From your implementation of CIOU, I think you want to make alpha gradient-free, but this could not be achieved with no_grad() in pytorch 1.4.0.

with torch.no_grad():
    S = 1 - iou
    alpha = v / (S + v)
cious = iou - (u + alpha * v)

I will gave you a toy example to show this problem:

import torch
from torch import nn
input_num=3

class net0(nn.Module):
    def __init__(self):
        super().__init__()
        self.fc = nn.Linear(input_num, 1)

    def forward(self, x):
        x = self.fc(x)
        y = x
        x = y * x
        return x

class net1(nn.Module):
    def __init__(self):
        super().__init__()
        self.fc = nn.Linear(input_num, 1)

    def forward(self, x):
        x = self.fc(x)
        with torch.no_grad():
            y = x
        x = y * x
        return x

class net2(nn.Module):
    def __init__(self):
        super().__init__()
        self.fc = nn.Linear(input_num, 1)

    def forward(self, x):
        x = self.fc(x)
        y = x.item()
        x = y * x
        return x

for i in range(3):
    if i == 0:
        model = net0()
    elif i == 1:
        model = net1()
    else:
        model = net2()

    for m in model.parameters():
        m.data.fill_(0.1)

    criterion = nn.MSELoss()
    optimizer = torch.optim.SGD(model.parameters(), lr=1.0)

    data = torch.ones((1, input_num), dtype=torch.float)
    target = 0.5 * torch.ones((1, 1))

    optimizer.zero_grad()
    output = model(data)
    # print(output)
    loss = criterion(output, target)
    loss.backward()
    print("i: {}".format(i))
    print(model.fc.weight.grad)

From my experiment, net0 and net1 have the same result, but net2 is what we want.

Zzh-tju commented 4 years ago

I was confused by this problem once.

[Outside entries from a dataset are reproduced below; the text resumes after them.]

//! File attributes.
//!
//! ZIP stores attributes in the 32-bit "external attributes" field of the
//! central directory: the low 16 bits carry the DOS/Windows attribute
//! bitmask, the high 16 bits carry the Unix mode when the entry was made on
//! a Unix host.

/// DOS/Windows attribute bits plus an optional Unix mode.
#[derive(Debug, Clone, Copy, PartialEq, Eq, Default)]
pub struct FileAttributes {
    /// DOS/Windows attribute bitmask.
    pub dos: u32,
    /// Unix mode bits (file type and permissions), if known.
    pub unix_mode: Option<u32>,
}

impl FileAttributes {
    /// Read-only file.
    pub const READ_ONLY: u32 = 0x0001;
    /// Hidden file.
    pub const HIDDEN: u32 = 0x0002;
    /// System file.
    pub const SYSTEM: u32 = 0x0004;
    /// Directory.
    pub const DIRECTORY: u32 = 0x0010;
    /// Archive bit.
    pub const ARCHIVE: u32 = 0x0020;
    /// No other attributes set.
    pub const NORMAL: u32 = 0x0080;
    /// Reparse point (symlink, junction).
    pub const REPARSE_POINT: u32 = 0x0400;
    /// Not content indexed.
    pub const NOT_CONTENT_INDEXED: u32 = 0x2000;

    /// Create empty attributes.
    pub fn new() -> Self {
        Self::default()
    }

    /// Create attributes from a DOS bitmask.
    pub fn from_dos(dos: u32) -> Self {
        Self {
            dos,
            unix_mode: None,
        }
    }

    /// Set the Unix mode.
    pub fn with_mode(mut self, mode: u32) -> Self {
        self.unix_mode = Some(mode);
        self
    }

    /// Set additional DOS bits.
    pub fn with_dos(mut self, bits: u32) -> Self {
        self.dos |= bits;
        self
    }

    /// Check whether every bit in `mask` is set.
    pub fn contains(&self, mask: u32) -> bool {
        self.dos & mask == mask
    }

    /// Check if the entry is read-only.
    pub fn is_readonly(&self) -> bool {
        if self.dos & Self::READ_ONLY != 0 {
            true
        } else if let Some(mode) = self.unix_mode {
            mode & 0o222 == 0
        } else {
            false
        }
    }

    /// Check if the entry is hidden.
    pub fn is_hidden(&self) -> bool {
        self.dos & Self::HIDDEN != 0
    }

    /// Map a selector attribute letter to its DOS bit.
    ///
    /// `H` hidden, `R` read-only, `S` system, `A` archive, `I` not content
    /// indexed, `L` reparse point.
    pub fn bit_for_letter(letter: char) -> Option<u32> {
        match letter.to_ascii_uppercase() {
            'H' => Some(Self::HIDDEN),
            'R' => Some(Self::READ_ONLY),
            'S' => Some(Self::SYSTEM),
            'A' => Some(Self::ARCHIVE),
            'I' => Some(Self::NOT_CONTENT_INDEXED),
            'L' => Some(Self::REPARSE_POINT),
            _ => None,
        }
    }

    /// Derive attributes from filesystem metadata.
    ///
    /// `meta` should come from `symlink_metadata` so links are reported as
    /// reparse points. On Windows the native attribute word is used as is;
    /// elsewhere hidden is inferred from a leading `.` in `file_name`.
    pub fn from_metadata(meta: &std::fs::Metadata, file_name: &str) -> Self {
        #[cfg(windows)]
        {
            use std::os::windows::fs::MetadataExt;
            let _ = file_name;
            Self::from_dos(meta.file_attributes())
        }
        #[cfg(not(windows))]
        {
            let mut dos = 0;
            if meta.is_dir() {
                dos |= Self::DIRECTORY;
            } else {
                dos |= Self::ARCHIVE;
            }
            if meta.permissions().readonly() {
                dos |= Self::READ_ONLY;
            }
            if file_name.starts_with('.') && file_name != "." && file_name != ".." {
                dos |= Self::HIDDEN;
            }
            if meta.file_type().is_symlink() {
                dos |= Self::REPARSE_POINT;
            }
            let attrs = Self::from_dos(dos);
            #[cfg(unix)]
            let attrs = {
                use std::os::unix::fs::PermissionsExt;
                attrs.with_mode(meta.permissions().mode())
            };
            attrs
        }
    }

    /// Pack into the ZIP external attributes field.
    pub fn to_external(&self) -> u32 {
        let high = self.unix_mode.map_or(0, |mode| (mode & 0xFFFF) << 16);
        high | (self.dos & 0xFFFF)
    }

    /// Unpack from the ZIP external attributes field.
    ///
    /// `unix_host` tells whether the high half carries a Unix mode (the
    /// "version made by" host byte is 3).
    pub fn from_external(external: u32, unix_host: bool) -> Self {
        let mode = external >> 16;
        Self {
            dos: external & 0xFFFF,
            unix_mode: if unix_host && mode != 0 {
                Some(mode)
            } else {
                None
            },
        }
    }
}

#[cfg(test)]
mod tests {
    use super::*;

    #[test]
    fn test_letters() {
        assert_eq!(FileAttributes::bit_for_letter('h'), Some(FileAttributes::HIDDEN));
        assert_eq!(
            FileAttributes::bit_for_letter('L'),
            Some(FileAttributes::REPARSE_POINT)
        );
        assert_eq!(FileAttributes::bit_for_letter('X'), None);
    }

    #[test]
    fn test_external_roundtrip() {
        let attrs = FileAttributes::from_dos(FileAttributes::ARCHIVE | FileAttributes::HIDDEN)
            .with_mode(0o100644);
        let external = attrs.to_external();
        assert_eq!(FileAttributes::from_external(external, true), attrs);

        let dos_only = FileAttributes::from_external(external, false);
        assert_eq!(dos_only.unix_mode, None);
        assert!(dos_only.is_hidden());
    }

    #[cfg(unix)]
    #[test]
    fn test_from_metadata() {
        let dir = std::env::temp_dir();
        let meta = std::fs::symlink_metadata(&dir).unwrap();
        let attrs = FileAttributes::from_metadata(&meta, ".cache");
        assert!(attrs.contains(FileAttributes::DIRECTORY | FileAttributes::HIDDEN));
        assert!(attrs.unix_mode.is_some());
    }

    #[test]
    fn test_readonly() {
        assert!(FileAttributes::from_dos(FileAttributes::READ_ONLY).is_readonly());
        assert!(FileAttributes::new().with_mode(0o100444).is_readonly());
        assert!(!FileAttributes::new().with_mode(0o100644).is_readonly());
    }
}
//! Error policy, retries and listener callbacks while saving.

use oxizip_archive::{
    ArchiveListener, Control, EntrySource, ErrorKind, ProgressEvent, ProgressKind, ZipArchive,
    ZipErrorAction,
};
use oxizip_archive::zip::EntryFailure;
use std::cell::Cell;
use std::fs;
use std::io::{self, Cursor, Read};
use std::rc::Rc;
use std::time::Duration;

/// Reader that fails after yielding some bytes.
struct Flaky {
    served: usize,
}

impl Read for Flaky {
    fn read(&mut self, buf: &mut [u8]) -> io::Result<usize> {
        if self.served >= 10 {
            return Err(io::Error::other("device went away"));
        }
        let n = buf.len().min(10 - self.served);
        buf[..n].fill(b'x');
        self.served += n;
        Ok(n)
    }
}

/// Opener that fails `failures` times, then yields `data`.
fn failing_opener(failures: u32, data: &'static [u8], calls: Rc<Cell<u32>>) -> EntrySource {
    EntrySource::opener(move || {
        calls.set(calls.get() + 1);
        if calls.get() <= failures {
            Ok(Box::new(Flaky { served: 0 }) as Box<dyn Read>)
        } else {
            Ok(Box::new(data) as Box<dyn Read>)
        }
    })
}

#[test]
fn test_throw_aborts_and_creates_nothing() {
    let dir = tempfile::tempdir().unwrap();
    let path = dir.path().join("out.zip");
    let mut zip = ZipArchive::new();
    zip.add_entry("ok.txt", "fine").unwrap();
    zip.add_entry("missing.txt", EntrySource::file(dir.path().join("nope"))).unwrap();
    let err = zip.save_as(&path).unwrap_err();
    assert_eq!(err.kind(), ErrorKind::IoError);
    assert!(!path.exists());
}

#[test]
fn test_skip_leaves_entry_out() {
    let dir = tempfile::tempdir().unwrap();
    let path = dir.path().join("out.zip");
    let mut zip = ZipArchive::new();
    zip.set_error_action(ZipErrorAction::Skip);
    zip.add_entry("first.txt", "1").unwrap();
    zip.add_entry("broken.txt", EntrySource::reader(Flaky { served: 0 })).unwrap();
    zip.add_entry("last.txt", "3").unwrap();
    let report = zip.save_as(&path).unwrap();
    assert_eq!(report.written, 2);
    assert_eq!(report.skipped, vec!["broken.txt".to_string()]);

    let mut loaded = ZipArchive::open(&path).unwrap();
    assert_eq!(loaded.entry_names(), vec!["first.txt", "last.txt"]);
    assert_eq!(loaded.read_entry("last.txt").unwrap(), b"3");
    assert_eq!(fs::metadata(&path).unwrap().len(), report.archive_size);
}

#[test]
fn test_per_entry_action_overrides_archive_action() {
    let mut zip = ZipArchive::new();
    zip.add_entry("a.txt", "a").unwrap();
    zip.add_entry("b.txt", EntrySource::reader(Flaky { served: 0 }))
        .unwrap()
        .set_error_action(Some(ZipErrorAction::Skip));
    let report = zip.save_to(Cursor::new(Vec::new())).unwrap();
    assert_eq!(report.skipped, vec!["b.txt".to_string()]);
}

#[test]
fn test_retry_reopens_source() {
    let calls = Rc::new(Cell::new(0));
    let mut zip = ZipArchive::new();
    zip.set_error_action(ZipErrorAction::Retry);
    zip.set_retry_delay(Duration::from_millis(1));
    zip.add_entry("retry.txt", failing_opener(2, b"third time lucky", calls.clone()))
        .unwrap();
    let mut buf = Cursor::new(Vec::new());
    let report = zip.save_to(&mut buf).unwrap();
    assert_eq!(report.written, 1);
    assert_eq!(calls.get(), 3);

    let mut loaded = ZipArchive::from_bytes(buf.into_inner()).unwrap();
    assert_eq!(loaded.read_entry("retry.txt").unwrap(), b"third time lucky");
}

#[test]
fn test_retry_exhaustion_falls_back() {
    let calls = Rc::new(Cell::new(0));
    let mut zip = ZipArchive::new();
    zip.set_error_action(ZipErrorAction::Retry);
    zip.set_max_retries(3);
    zip.set_retry_delay(Duration::ZERO);
    zip.add_entry("never.txt", failing_opener(u32::MAX, b"", calls.clone())).unwrap();

    let err = zip.save_to(Cursor::new(Vec::new())).unwrap_err();
    assert_eq!(err.kind(), ErrorKind::IoError);
    assert_eq!(calls.get(), 3);

    calls.set(0);
    zip.set_retry_exhausted_action(ZipErrorAction::Skip);
    let report = zip.save_to(Cursor::new(Vec::new())).unwrap();
    assert_eq!(report.skipped, vec!["never.txt".to_string()]);
    assert_eq!(calls.get(), 3);
}

#[derive(Default)]
struct Recorder {
    kinds: Vec<ProgressKind>,
    failures: Vec<(String, u32)>,
    answer: Option<ZipErrorAction>,
}

impl ArchiveListener for Recorder {
    fn on_progress(&mut self, event: &ProgressEvent<'_>) -> Control {
        if self.kinds.last() != Some(&event.kind) || event.kind != ProgressKind::EntryBytesTransferred {
            self.kinds.push(event.kind);
        }
        Control::Continue
    }

    fn on_error(&mut self, failure: &EntryFailure<'_>) -> ZipErrorAction {
        self.failures.push((failure.entry_name.to_string(), failure.attempt));
        self.answer.unwrap_or(ZipErrorAction::Throw)
    }
}

#[test]
fn test_listener_sees_events_in_order() {
    let mut zip = ZipArchive::new();
    zip.add_entry("a.txt", "alpha").unwrap();
    zip.add_directory_entry("d").unwrap();
    let mut recorder = Recorder::default();
    zip.save_to_with_listener(Cursor::new(Vec::new()), &mut recorder).unwrap();
    assert_eq!(
        recorder.kinds,
        vec![
            ProgressKind::SaveStarted,
            ProgressKind::BeforeEntry,
            ProgressKind::EntryBytesTransferred,
            ProgressKind::AfterEntry,
            ProgressKind::BeforeEntry,
            ProgressKind::AfterEntry,
            ProgressKind::SaveCompleted,
        ]
    );
}

#[test]
fn test_error_event_lets_listener_decide() {
    let mut zip = ZipArchive::new();
    zip.set_error_action(ZipErrorAction::InvokeErrorEvent);
    zip.add_entry("bad.txt", EntrySource::reader(Flaky { served: 0 })).unwrap();
    zip.add_entry("good.txt", "good").unwrap();

    let mut recorder = Recorder {
        answer: Some(ZipErrorAction::Skip),
        ..Recorder::default()
    };
    let report = zip.save_to_with_listener(Cursor::new(Vec::new()), &mut recorder).unwrap();
    assert_eq!(recorder.failures, vec![("bad.txt".to_string(), 1)]);
    assert_eq!(report.skipped, vec!["bad.txt".to_string()]);
}

#[test]
fn test_listener_retries_then_skips() {
    let calls = Rc::new(Cell::new(0));
    let mut zip = ZipArchive::new();
    zip.set_error_action(ZipErrorAction::InvokeErrorEvent);
    zip.set_retry_delay(Duration::ZERO);
    zip.add_entry("stubborn.txt", failing_opener(u32::MAX, b"", calls.clone()))
        .unwrap();
    zip.add_entry("good.txt", "good").unwrap();

    struct RetryThenSkip {
        attempts: Vec<u32>,
    }
    impl ArchiveListener for RetryThenSkip {
        fn on_error(&mut self, failure: &EntryFailure<'_>) -> ZipErrorAction {
            self.attempts.push(failure.attempt);
            if failure.attempt < 5 {
                ZipErrorAction::Retry
            } else {
                ZipErrorAction::Skip
            }
        }
    }

    let mut listener = RetryThenSkip { attempts: Vec::new() };
    let report = zip.save_to_with_listener(Cursor::new(Vec::new()), &mut listener).unwrap();
    assert_eq!(listener.attempts, vec![1, 2, 3, 4, 5]);
    assert_eq!(calls.get(), 5);
    assert_eq!(report.skipped, vec!["stubborn.txt".to_string()]);
    assert_eq!(report.written, 1);
}

#[test]
fn test_vanished_file_hits_error_policy() {
    let dir = tempfile::tempdir().unwrap();
    fs::write(dir.path().join("stays.txt"), b"stays").unwrap();
    fs::write(dir.path().join("goes.txt"), b"goes").unwrap();

    let mut zip = ZipArchive::new();
    zip.add_directory(dir.path(), "").unwrap();
    fs::remove_file(dir.path().join("goes.txt")).unwrap();

    zip.set_error_action(ZipErrorAction::Skip);
    let report = zip.save_to(Cursor::new(Vec::new())).unwrap();
    assert_eq!(report.skipped, vec!["goes.txt".to_string()]);
    assert_eq!(report.written, 1);
}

But it didn't take long for me to realize that it had to do with constants. If we set (1)

with torch.no_grad():
    y=x
loss=y*f(x).sum().backward()

(2)

with torch.no_grad():
    y=1*x
loss=y*f(x).sum().backward()

(3)

with torch.no_grad():
    y=2*x
loss=y*f(x).sum().backward()

(4)

loss=x*f(x).sum().backward()

The gradient x.grad of these cases will be: case (1) = case (4) case (2) *2 = case (3)

About the pytorch version, I have just tested that the gradients calculated by torch 0.4.1, 1.0.1, 1.4.0 are the same.

shsjxzh commented 4 years ago

You are right. This is a weird thing for the auto-differentiation mechanism of pytorch.